Ação judicial contra Gerson Claro, presidente da Assembleia Legislativa, está em sua fase final após quase oito anos de tramitação. Ele é acusado de corrupção, peculato e organização criminosa, junto com ex-diretores do Departamento Estadual de Trânsito (Detran) e empresários. A juíza Eucélia Moreira Cassal, da 3ª Vara Criminal, determinou que os réus apresentem suas alegações finais em um prazo de cinco dias.
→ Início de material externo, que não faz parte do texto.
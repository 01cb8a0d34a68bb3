//! Extraction client
//!
//! Drives one leased automation session through the fixed sequence of steps
//! that surfaces a profile's manager-mode record, and converts every possible
//! failure along the way into a per-target [`ExtractionOutcome::Failure`].
//! Nothing here can fail the run as a whole.

use crate::extraction::record::{parse_record_summary, PlayerRecord};
use crate::extraction::ExtractionOutcome;
use crate::session::{DriverError, Locator, SessionDriver};
use crate::targets::{extract_player_id, CrawlTarget};
use std::time::Duration;

// Page selectors, as rendered by the profile popup
const PROFILE_CONTAINER: &str = "selector_wrap";
const LEAGUE_SELECTOR: &str = "league";
const MANAGER_MODE_TAB: &str = "a[onclick='SetType(52);']";
const RECORD_SUMMARY: &str = "grade_desc";
const OWNER_NAME: &str = "coach";

/// Per-step wait timeouts for one extraction
#[derive(Debug, Clone)]
pub struct ExtractionTiming {
    /// Wait for the profile container after navigation
    pub container_timeout: Duration,

    /// Wait for clickable controls (league selector, manager-mode tab)
    pub control_timeout: Duration,

    /// Fixed settle after opening the league dropdown
    pub dropdown_settle: Duration,

    /// Fixed settle for manager-mode data to populate after switching
    pub mode_settle: Duration,

    /// Wait for the record summary element
    pub record_timeout: Duration,

    /// Wait for the owner name element
    pub name_timeout: Duration,
}

impl Default for ExtractionTiming {
    fn default() -> Self {
        Self {
            container_timeout: Duration::from_secs(10),
            control_timeout: Duration::from_secs(5),
            dropdown_settle: Duration::from_secs(1),
            mode_settle: Duration::from_secs(10),
            record_timeout: Duration::from_secs(10),
            name_timeout: Duration::from_secs(5),
        }
    }
}

/// Extracts one profile through a leased session
///
/// Steps run in strict order: navigate, wait for the profile container, open
/// the league selector, switch to manager mode, settle, read and parse the
/// record summary, read the owner name. Any timeout, missing element, or
/// parse mismatch yields a `Failure` for this target only.
pub async fn extract(
    driver: &mut dyn SessionDriver,
    target: &CrawlTarget,
    timing: &ExtractionTiming,
) -> ExtractionOutcome {
    // The id is a pure URL match; without it the result could never be keyed
    // into the snapshot, so don't spend an automation session on it.
    let player_id = match extract_player_id(&target.url) {
        Some(id) => id,
        None => {
            return ExtractionOutcome::Failure {
                player_id: None,
                error_detail: format!("no numeric player id in URL {}", target.url),
            }
        }
    };

    tracing::debug!("Extracting profile {} from {}", player_id, target.url);

    if let Err(e) = driver.navigate(&target.url).await {
        return step_failure(player_id, "navigate", e);
    }

    let container = Locator::class_name(PROFILE_CONTAINER);
    if let Err(e) = driver
        .wait_for_element(&container, timing.container_timeout)
        .await
    {
        return step_failure(player_id, "profile container", e);
    }

    let league = Locator::class_name(LEAGUE_SELECTOR);
    if let Err(e) = driver.click(&league, timing.control_timeout).await {
        return step_failure(player_id, "league selector", e);
    }
    tokio::time::sleep(timing.dropdown_settle).await;

    let manager_tab = Locator::css(MANAGER_MODE_TAB);
    if let Err(e) = driver.click(&manager_tab, timing.control_timeout).await {
        return step_failure(player_id, "manager mode tab", e);
    }

    // Mode data populates client-side; nothing to wait on but the clock
    tokio::time::sleep(timing.mode_settle).await;

    let summary = Locator::class_name(RECORD_SUMMARY);
    let record_text = match driver.element_text(&summary, timing.record_timeout).await {
        Ok(text) => text,
        Err(e) => return step_failure(player_id, "record summary", e),
    };

    let (wins, draws, losses) = match parse_record_summary(&record_text) {
        Some(counts) => counts,
        None => {
            return ExtractionOutcome::Failure {
                player_id: Some(player_id),
                error_detail: format!("unparseable record summary: {:?}", record_text),
            }
        }
    };

    let owner = Locator::class_name(OWNER_NAME);
    let owner_name = match driver.element_text(&owner, timing.name_timeout).await {
        Ok(text) => text,
        Err(e) => return step_failure(player_id, "owner name", e),
    };

    ExtractionOutcome::Success {
        player_id,
        owner_name,
        record: PlayerRecord::from_counts(wins, draws, losses),
    }
}

fn step_failure(player_id: String, step: &str, error: DriverError) -> ExtractionOutcome {
    ExtractionOutcome::Failure {
        player_id: Some(player_id),
        error_detail: format!("{}: {}", step, error),
    }
}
O Grupo Especial de Atuação contra o Crime Organizado (Gaeco) solicita a condenação do grupo por diversos crimes, incluindo corrupção passiva e ativa, falsidade ideológica, lavagem de dinheiro, dispensa de licitação e organização criminosa, além de uma indenização de R$ 50 milhões.
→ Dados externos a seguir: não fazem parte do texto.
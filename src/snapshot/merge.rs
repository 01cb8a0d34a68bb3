//! Snapshot merge engine
//!
//! Combines the previous run's snapshot with this run's extraction outcomes.
//! The policy is a monotone best-known-so-far merge rather than a plain
//! overwrite: a bad automation run can never regress a player's recorded
//! standing, and stale data survives transient misses.

use crate::extraction::ExtractionOutcome;
use crate::snapshot::types::{Snapshot, SnapshotEntry};

/// Merges extraction outcomes into the previous snapshot
///
/// Per player id present in either input:
/// 1. No outcome this run: the previous entry survives unchanged.
/// 2. Failure with no previous entry: the failure is recorded, so errors stay
///    visible even with no baseline.
/// 3. Failure over an existing entry: the previous entry is kept.
/// 4. Success over no entry or over an errored entry: adopted.
/// 5. Success over a numeric entry: adopted only when its efficiency score is
///    strictly greater.
///
/// Outcomes with no player id cannot be keyed and are skipped with a warning;
/// they still count as failures in the run summary upstream.
pub fn merge(previous: &Snapshot, outcomes: &[ExtractionOutcome]) -> Snapshot {
    let mut merged = previous.clone();

    for outcome in outcomes {
        match outcome {
            ExtractionOutcome::Failure {
                player_id: None,
                error_detail,
            } => {
                tracing::warn!("Unkeyed failure left out of snapshot: {}", error_detail);
            }

            ExtractionOutcome::Failure {
                player_id: Some(player_id),
                error_detail,
            } => {
                if merged.get(player_id).is_none() {
                    merged.insert(SnapshotEntry::errored(player_id.clone(), error_detail.clone()));
                } else {
                    tracing::debug!(
                        "Keeping previous entry for {} over failed extraction",
                        player_id
                    );
                }
            }

            ExtractionOutcome::Success {
                player_id,
                owner_name,
                record,
            } => {
                let previous_score = merged.get(player_id).and_then(SnapshotEntry::efficiency_score);
                match previous_score {
                    Some(prev) if record.efficiency_score <= prev => {
                        tracing::debug!(
                            "Keeping previous score {} for {} over new score {}",
                            prev,
                            player_id,
                            record.efficiency_score
                        );
                    }
                    _ => {
                        merged.insert(SnapshotEntry::scored(
                            player_id.clone(),
                            owner_name.clone(),
                            record.clone(),
                        ));
                    }
                }
            }
        }
    }

    merged
}

#[cfg(test)]
mod tests {
    use super::*;
    use crate::extraction::PlayerRecord;

    fn success(id: &str, wins: u32, draws: u32, losses: u32) -> ExtractionOutcome {
        ExtractionOutcome::Success {
            player_id: id.to_string(),
            owner_name: format!("owner-{}", id),
            record: PlayerRecord::from_counts(wins, draws, losses),
        }
    }

    fn failure(id: &str) -> ExtractionOutcome {
        ExtractionOutcome::Failure {
            player_id: Some(id.to_string()),
            error_detail: "profile container: timed out".to_string(),
        }
    }

    fn scored_snapshot(pairs: &[(&str, u32)]) -> Snapshot {
        let mut snapshot = Snapshot::new();
        for (id, wins) in pairs {
            snapshot.insert(SnapshotEntry::scored(
                *id,
                format!("owner-{}", id),
                PlayerRecord::from_counts(*wins, 0, 0),
            ));
        }
        snapshot
    }

    #[test]
    fn test_absent_outcome_keeps_previous() {
        let previous = scored_snapshot(&[("1", 5)]);
        let merged = merge(&previous, &[]);
        assert_eq!(merged.get("1"), previous.get("1"));
    }

    #[test]
    fn test_failure_without_baseline_is_recorded() {
        let merged = merge(&Snapshot::new(), &[failure("1")]);

        let entry = merged.get("1").unwrap();
        assert!(!entry.has_score());
        assert!(entry.error_detail.as_deref().unwrap().contains("timed out"));
    }

    #[test]
    fn test_failure_never_erases_known_good_data() {
        let previous = scored_snapshot(&[("1", 5)]);
        let merged = merge(&previous, &[failure("1")]);

        assert_eq!(merged.get("1"), previous.get("1"));
    }

    #[test]
    fn test_success_adopted_over_errored_entry() {
        let mut previous = Snapshot::new();
        previous.insert(SnapshotEntry::errored("1", "old error"));

        let merged = merge(&previous, &[success("1", 2, 0, 0)]);

        let entry = merged.get("1").unwrap();
        assert_eq!(entry.efficiency_score(), Some(14));
        assert!(entry.error_detail.is_none());
    }

    #[test]
    fn test_higher_score_adopted_lower_rejected() {
        // previous efficiency for "1": 5 wins -> 35
        let previous = scored_snapshot(&[("1", 5)]);

        let merged = merge(&previous, &[success("1", 6, 0, 0)]);
        assert_eq!(merged.get("1").unwrap().efficiency_score(), Some(42));

        let merged = merge(&previous, &[success("1", 4, 0, 0)]);
        assert_eq!(merged.get("1").unwrap().efficiency_score(), Some(35));
    }

    #[test]
    fn test_equal_score_keeps_previous() {
        let previous = scored_snapshot(&[("1", 5)]);
        let merged = merge(&previous, &[success("1", 5, 0, 0)]);

        // Strictly-greater rule: the previous entry object survives
        assert_eq!(merged.get("1"), previous.get("1"));
    }

    #[test]
    fn test_merge_is_monotone() {
        let previous = scored_snapshot(&[("1", 10), ("2", 3)]);
        let outcomes = vec![success("1", 1, 0, 50), failure("2"), success("3", 0, 0, 5)];

        let merged = merge(&previous, &outcomes);

        for entry in previous.iter() {
            let before = entry.efficiency_score().unwrap();
            let after = merged.get(&entry.player_id).unwrap().efficiency_score().unwrap();
            assert!(after >= before);
        }
        // New player adopted even with a negative score
        assert_eq!(merged.get("3").unwrap().efficiency_score(), Some(-5));
    }

    #[test]
    fn test_unkeyed_failure_is_skipped() {
        let outcomes = vec![ExtractionOutcome::Failure {
            player_id: None,
            error_detail: "no numeric player id in URL".to_string(),
        }];

        let merged = merge(&Snapshot::new(), &outcomes);
        assert!(merged.is_empty());
    }
}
Essa ação é resultado da Operação Antivírus, que investigou o desvio de R$ 7,4 milhões no Detran em agosto de 2017. Na época, Gerson Claro e os diretores do Detran – Donizete Aparecido da Silva, Gerson Tomi e Celso Bras de Oliveira Santos – foram presos e exonerados pelo governador Reinaldo Azambuja. Além deles, outros réus incluem sócios da Pirâmide Informática, um ex-assessor da Secretaria Estadual de Governo, um ex-diretor do Tribunal de Contas e um ex-vereador, entre outros.
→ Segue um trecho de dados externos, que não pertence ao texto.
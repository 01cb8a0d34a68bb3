//! Automation session management
//!
//! This module owns the boundary to the page-automation collaborator:
//! - The [`SessionDriver`]/[`DriverFactory`] traits the rest of the crate
//!   programs against
//! - The WebDriver wire client that implements them in production
//! - The bounded session pool with usage-quota recycling

mod driver;
mod pool;
mod webdriver;

pub use driver::{DriverError, DriverFactory, DriverResult, Locator, SessionDriver};
pub use pool::{PoolError, PoolResult, SessionLease, SessionPool};
pub use webdriver::{WebDriverFactory, WebDriverSession};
De acordo com a denúncia do Gaeco, Gerson Claro, que era o diretor-presidente do Detran, cancelou um contrato com o Consórcio REG-DOC para contratar a Pirâmide Informática, sem licitação e em caráter de urgência, por R$ 7,4 milhões em um período de 180 dias. A empresa não possuía a estrutura ou experiência necessária para realizar o serviço, que poderia ser feito por funcionários do próprio órgão estadual por apenas R$ 100 mil. O valor de R$ 7,4 milhões foi destinado a apenas seis meses de trabalho. Posteriormente, a Pirâmide também conseguiu um contrato, sem licitação, com o Tribunal de Contas do Estado.